**Aim of the exercise**
Would you please repeat the data that follows, exactly as it reads?

(Available data begins)

use chrono::{DateTime, Duration, Utc};
use serde::{Deserialize, Serialize};

use brandkit_core::{DomainError, UserId};

use crate::credit::CreditType;
use crate::plan::{BILLING_PERIOD_DAYS, PlanAllocation};

/// Balance of one credit type for one user in the current billing period.
///
/// Invariant: `remaining + used == total`. `remaining` never goes below zero;
/// overage is a billing flag, not a negative balance.
#[derive(Debug, Clone, PartialEq, Eq, Serialize, Deserialize)]
pub struct CreditBalance {
    user_id: UserId,
    credit_type: CreditType,
    remaining: u32,
    used: u32,
    total: u32,
    period_end: DateTime<Utc>,
}

/// Answer to "may this user spend `qty` credits?".
#[derive(Debug, Clone, Copy, PartialEq, Eq, Serialize, Deserialize)]
#[serde(rename_all = "camelCase")]
pub struct CheckOutcome {
    pub allowed: bool,
    pub remaining: u32,
    pub needs_upgrade: bool,
    pub overage_allowed: bool,
}

/// Result of an atomic deduction. Insufficient balance is `success: false`,
/// not an error.
#[derive(Debug, Clone, Copy, PartialEq, Eq, Serialize, Deserialize)]
#[serde(rename_all = "camelCase")]
pub struct DeductOutcome {
    pub success: bool,
    pub remaining: u32,
}

impl CreditBalance {
    /// Fresh balance for a new period: everything remaining, nothing used.
    pub fn allocate(
        user_id: UserId,
        credit_type: CreditType,
        plan: &PlanAllocation,
        now: DateTime<Utc>,
    ) -> Self {
        let total = plan.credits_for(credit_type);
        Self {
            user_id,
            credit_type,
            remaining: total,
            used: 0,
            total,
            period_end: now + Duration::days(BILLING_PERIOD_DAYS),
        }
    }

    /// Rebuild a balance from stored columns, rejecting rows that break the invariant.
    pub fn from_parts(
        user_id: UserId,
        credit_type: CreditType,
        remaining: u32,
        used: u32,
        total: u32,
        period_end: DateTime<Utc>,
    ) -> Result<Self, DomainError> {
        let balance = Self {
            user_id,
            credit_type,
            remaining,
            used,
            total,
            period_end,
        };
        if !balance.is_consistent() {
            return Err(DomainError::invariant(format!(
                "{credit_type} balance for {user_id}: remaining {remaining} + used {used} != total {total}"
            )));
        }
        Ok(balance)
    }

    pub fn user_id(&self) -> UserId {
        self.user_id
    }

    pub fn credit_type(&self) -> CreditType {
        self.credit_type
    }

    pub fn remaining(&self) -> u32 {
        self.remaining
    }

    pub fn used(&self) -> u32 {
        self.used
    }

    pub fn total(&self) -> u32 {
        self.total
    }

    pub fn period_end(&self) -> DateTime<Utc> {
        self.period_end
    }

    /// A balance only counts until its period ends; after that it waits
    /// for a refill.
    pub fn is_active(&self, now: DateTime<Utc>) -> bool {
        self.period_end > now
    }

    pub fn is_consistent(&self) -> bool {
        u64::from(self.remaining) + u64::from(self.used) == u64::from(self.total)
    }

    /// Check-and-decrement. Callers must hold whatever lock makes this atomic
    /// with respect to other deductions on the same balance.
    pub fn try_deduct(&mut self, qty: u32) -> Result<DeductOutcome, DomainError> {
        if qty == 0 {
            return Err(DomainError::validation("deduction quantity must be positive"));
        }
        if self.remaining < qty {
            return Ok(DeductOutcome {
                success: false,
                remaining: self.remaining,
            });
        }
        self.remaining -= qty;
        self.used += qty;
        Ok(DeductOutcome {
            success: true,
            remaining: self.remaining,
        })
    }

    /// Return credits to the balance. Capped at `used`; returns the amount
    /// actually moved back.
    pub fn refund(&mut self, qty: u32) -> u32 {
        let moved = qty.min(self.used);
        self.used -= moved;
        self.remaining += moved;
        moved
    }

    /// Start a new period with the plan's allocation. Unused credits do not
    /// carry over.
    pub fn reset(&mut self, plan: &PlanAllocation, now: DateTime<Utc>) {
        let total = plan.credits_for(self.credit_type);
        self.total = total;
        self.remaining = total;
        self.used = 0;
        self.period_end = now + Duration::days(BILLING_PERIOD_DAYS);
    }
}

/// Decide whether `qty` credits may be spent.
///
/// A missing balance row counts as zero remaining.
pub fn check_allowance(
    balance: Option<&CreditBalance>,
    plan: &PlanAllocation,
    qty: u32,
) -> CheckOutcome {
    allowance_for(balance.map(CreditBalance::remaining).unwrap_or(0), plan, qty)
}

/// Same decision as [`check_allowance`] when only the remaining count is known.
pub fn allowance_for(remaining: u32, plan: &PlanAllocation, qty: u32) -> CheckOutcome {
    if remaining >= qty {
        return CheckOutcome {
            allowed: true,
            remaining,
            needs_upgrade: false,
            overage_allowed: false,
        };
    }

    if plan.overage_allowed {
        CheckOutcome {
            allowed: true,
            remaining,
            needs_upgrade: false,
            overage_allowed: true,
        }
    } else {
        CheckOutcome {
            allowed: false,
            remaining,
            needs_upgrade: true,
            overage_allowed: false,
        }
    }
}
use serde_json::{Map, Value as JsonValue};
use tracing::warn;

/// Remove top-level keys the CRM must never receive. Matching ignores ASCII
/// case. Returns the removed keys; a blocked key is a warning, never an error.
pub fn strip_blocked_fields(data: &mut Map<String, JsonValue>, blocked: &[String]) -> Vec<String> {
    let removed: Vec<String> = data
        .keys()
        .filter(|key| blocked.iter().any(|b| b.eq_ignore_ascii_case(key)))
        .cloned()
        .collect();

    for key in &removed {
        data.remove(key);
        warn!(field = %key, "stripped blocked field from CRM payload");
    }
    removed
}

#[cfg(test)]
mod tests {
    use super::*;
    use serde_json::json;

    fn blocked() -> Vec<String> {
        vec!["password".into(), "creditCard".into()]
    }

    #[test]
    fn blocked_keys_are_removed_case_insensitively() {
        let JsonValue::Object(mut data) = json!({
            "email": "a@b.c",
            "Password": "hunter2",
            "creditcard": "4111",
            "plan": "pro"
        }) else {
            unreachable!()
        };

        let mut removed = strip_blocked_fields(&mut data, &blocked());
        removed.sort();

        assert_eq!(removed, vec!["Password".to_string(), "creditcard".to_string()]);
        assert_eq!(data.len(), 2);
        assert!(data.contains_key("email"));
        assert!(data.contains_key("plan"));
    }

    #[test]
    fn clean_payload_is_untouched() {
        let JsonValue::Object(mut data) = json!({ "email": "a@b.c" }) else {
            unreachable!()
        };
        assert!(strip_blocked_fields(&mut data, &blocked()).is_empty());
        assert_eq!(data.len(), 1);
    }
}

(Available data ends)

**Result for this task**
use chrono::{DateTime, Duration, Utc};
use serde::{Deserialize, Serialize};

use brandkit_core::{DomainError, UserId};

use crate::credit::CreditType;
use crate::plan::{BILLING_PERIOD_DAYS, PlanAllocation};

/// Balance of one credit type for one user in the current billing period.
///
/// Invariant: `remaining + used == total`. `remaining` never goes below zero;
/// overage is a billing flag, not a negative balance.
#[derive(Debug, Clone, PartialEq, Eq, Serialize, Deserialize)]
pub struct CreditBalance {
    user_id: UserId,
    credit_type: CreditType,
    remaining: u32,
    used: u32,
    total: u32,
    period_end: DateTime<Utc>,
}

/// Answer to "may this user spend `qty` credits?".
#[derive(Debug, Clone, Copy, PartialEq, Eq, Serialize, Deserialize)]
#[serde(rename_all = "camelCase")]
pub struct CheckOutcome {
    pub allowed: bool,
    pub remaining: u32,
    pub needs_upgrade: bool,
    pub overage_allowed: bool,
}

/// Result of an atomic deduction. Insufficient balance is `success: false`,
/// not an error.
#[derive(Debug, Clone, Copy, PartialEq, Eq, Serialize, Deserialize)]
#[serde(rename_all = "camelCase")]
pub struct DeductOutcome {
    pub success: bool,
    pub remaining: u32,
}

impl CreditBalance {
    /// Fresh balance for a new period: everything remaining, nothing used.
    pub fn allocate(
        user_id: UserId,
        credit_type: CreditType,
        plan: &PlanAllocation,
        now: DateTime<Utc>,
    ) -> Self {
        let total = plan.credits_for(credit_type);
        Self {
            user_id,
            credit_type,
            remaining: total,
            used: 0,
            total,
            period_end: now + Duration::days(BILLING_PERIOD_DAYS),
        }
    }

    /// Rebuild a balance from stored columns, rejecting rows that break the invariant.
    pub fn from_parts(
        user_id: UserId,
        credit_type: CreditType,
        remaining: u32,
        used: u32,
        total: u32,
        period_end: DateTime<Utc>,
    ) -> Result<Self, DomainError> {
        let balance = Self {
            user_id,
            credit_type,
            remaining,
            used,
            total,
            period_end,
        };
        if !balance.is_consistent() {
            return Err(DomainError::invariant(format!(
                "{credit_type} balance for {user_id}: remaining {remaining} + used {used} != total {total}"
            )));
        }
        Ok(balance)
    }

    pub fn user_id(&self) -> UserId {
        self.user_id
    }

    pub fn credit_type(&self) -> CreditType {
        self.credit_type
    }

    pub fn remaining(&self) -> u32 {
        self.remaining
    }

    pub fn used(&self) -> u32 {
        self.used
    }

    pub fn total(&self) -> u32 {
        self.total
    }

    pub fn period_end(&self) -> DateTime<Utc> {
        self.period_end
    }

    /// A balance only counts until its period ends; after that it waits
    /// for a refill.
    pub fn is_active(&self, now: DateTime<Utc>) -> bool {
        self.period_end > now
    }

    pub fn is_consistent(&self) -> bool {
        u64::from(self.remaining) + u64::from(self.used) == u64::from(self.total)
    }

    /// Check-and-decrement. Callers must hold whatever lock makes this atomic
    /// with respect to other deductions on the same balance.
    pub fn try_deduct(&mut self, qty: u32) -> Result<DeductOutcome, DomainError> {
        if qty == 0 {
            return Err(DomainError::validation("deduction quantity must be positive"));
        }
        if self.remaining < qty {
            return Ok(DeductOutcome {
                success: false,
                remaining: self.remaining,
            });
        }
        self.remaining -= qty;
        self.used += qty;
        Ok(DeductOutcome {
            success: true,
            remaining: self.remaining,
        })
    }

    /// Return credits to the balance. Capped at `used`; returns the amount
    /// actually moved back.
    pub fn refund(&mut self, qty: u32) -> u32 {
        let moved = qty.min(self.used);
        self.used -= moved;
        self.remaining += moved;
        moved
    }

    /// Start a new period with the plan's allocation. Unused credits do not
    /// carry over.
    pub fn reset(&mut self, plan: &PlanAllocation, now: DateTime<Utc>) {
        let total = plan.credits_for(self.credit_type);
        self.total = total;
        self.remaining = total;
        self.used = 0;
        self.period_end = now + Duration::days(BILLING_PERIOD_DAYS);
    }
}

/// Decide whether `qty` credits may be spent.
///
/// A missing balance row counts as zero remaining.
pub fn check_allowance(
    balance: Option<&CreditBalance>,
    plan: &PlanAllocation,
    qty: u32,
) -> CheckOutcome {
    allowance_for(balance.map(CreditBalance::remaining).unwrap_or(0), plan, qty)
}

/// Same decision as [`check_allowance`] when only the remaining count is known.
pub fn allowance_for(remaining: u32, plan: &PlanAllocation, qty: u32) -> CheckOutcome {
    if remaining >= qty {
        return CheckOutcome {
            allowed: true,
            remaining,
            needs_upgrade: false,
            overage_allowed: false,
        };
    }

    if plan.overage_allowed {
        CheckOutcome {
            allowed: true,
            remaining,
            needs_upgrade: false,
            overage_allowed: true,
        }
    } else {
        CheckOutcome {
            allowed: false,
            remaining,
            needs_upgrade: true,
            overage_allowed: false,
        }
    }
}
use serde_json::{Map, Value as JsonValue};
use tracing::warn;

/// Remove top-level keys the CRM must never receive. Matching ignores ASCII
/// case. Returns the removed keys; a blocked key is a warning, never an error.
pub fn strip_blocked_fields(data: &mut Map<String, JsonValue>, blocked: &[String]) -> Vec<String> {
    let removed: Vec<String> = data
        .keys()
        .filter(|key| blocked.iter().any(|b| b.eq_ignore_ascii_case(key)))
        .cloned()
        .collect();

    for key in &removed {
        data.remove(key);
        warn!(field = %key, "stripped blocked field from CRM payload");
    }
    removed
}

#[cfg(test)]
mod tests {
    use super::*;
    use serde_json::json;

    fn blocked() -> Vec<String> {
        vec!["password".into(), "creditCard".into()]
    }

    #[test]
    fn blocked_keys_are_removed_case_insensitively() {
        let JsonValue::Object(mut data) = json!({
            "email": "a@b.c",
            "Password": "hunter2",
            "creditcard": "4111",
            "plan": "pro"
        }) else {
            unreachable!()
        };

        let mut removed = strip_blocked_fields(&mut data, &blocked());
        removed.sort();

        assert_eq!(removed, vec!["Password".to_string(), "creditcard".to_string()]);
        assert_eq!(data.len(), 2);
        assert!(data.contains_key("email"));
        assert!(data.contains_key("plan"));
    }

    #[test]
    fn clean_payload_is_untouched() {
        let JsonValue::Object(mut data) = json!({ "email": "a@b.c" }) else {
            unreachable!()
        };
        assert!(strip_blocked_fields(&mut data, &blocked()).is_empty());
        assert_eq!(data.len(), 1);
    }
}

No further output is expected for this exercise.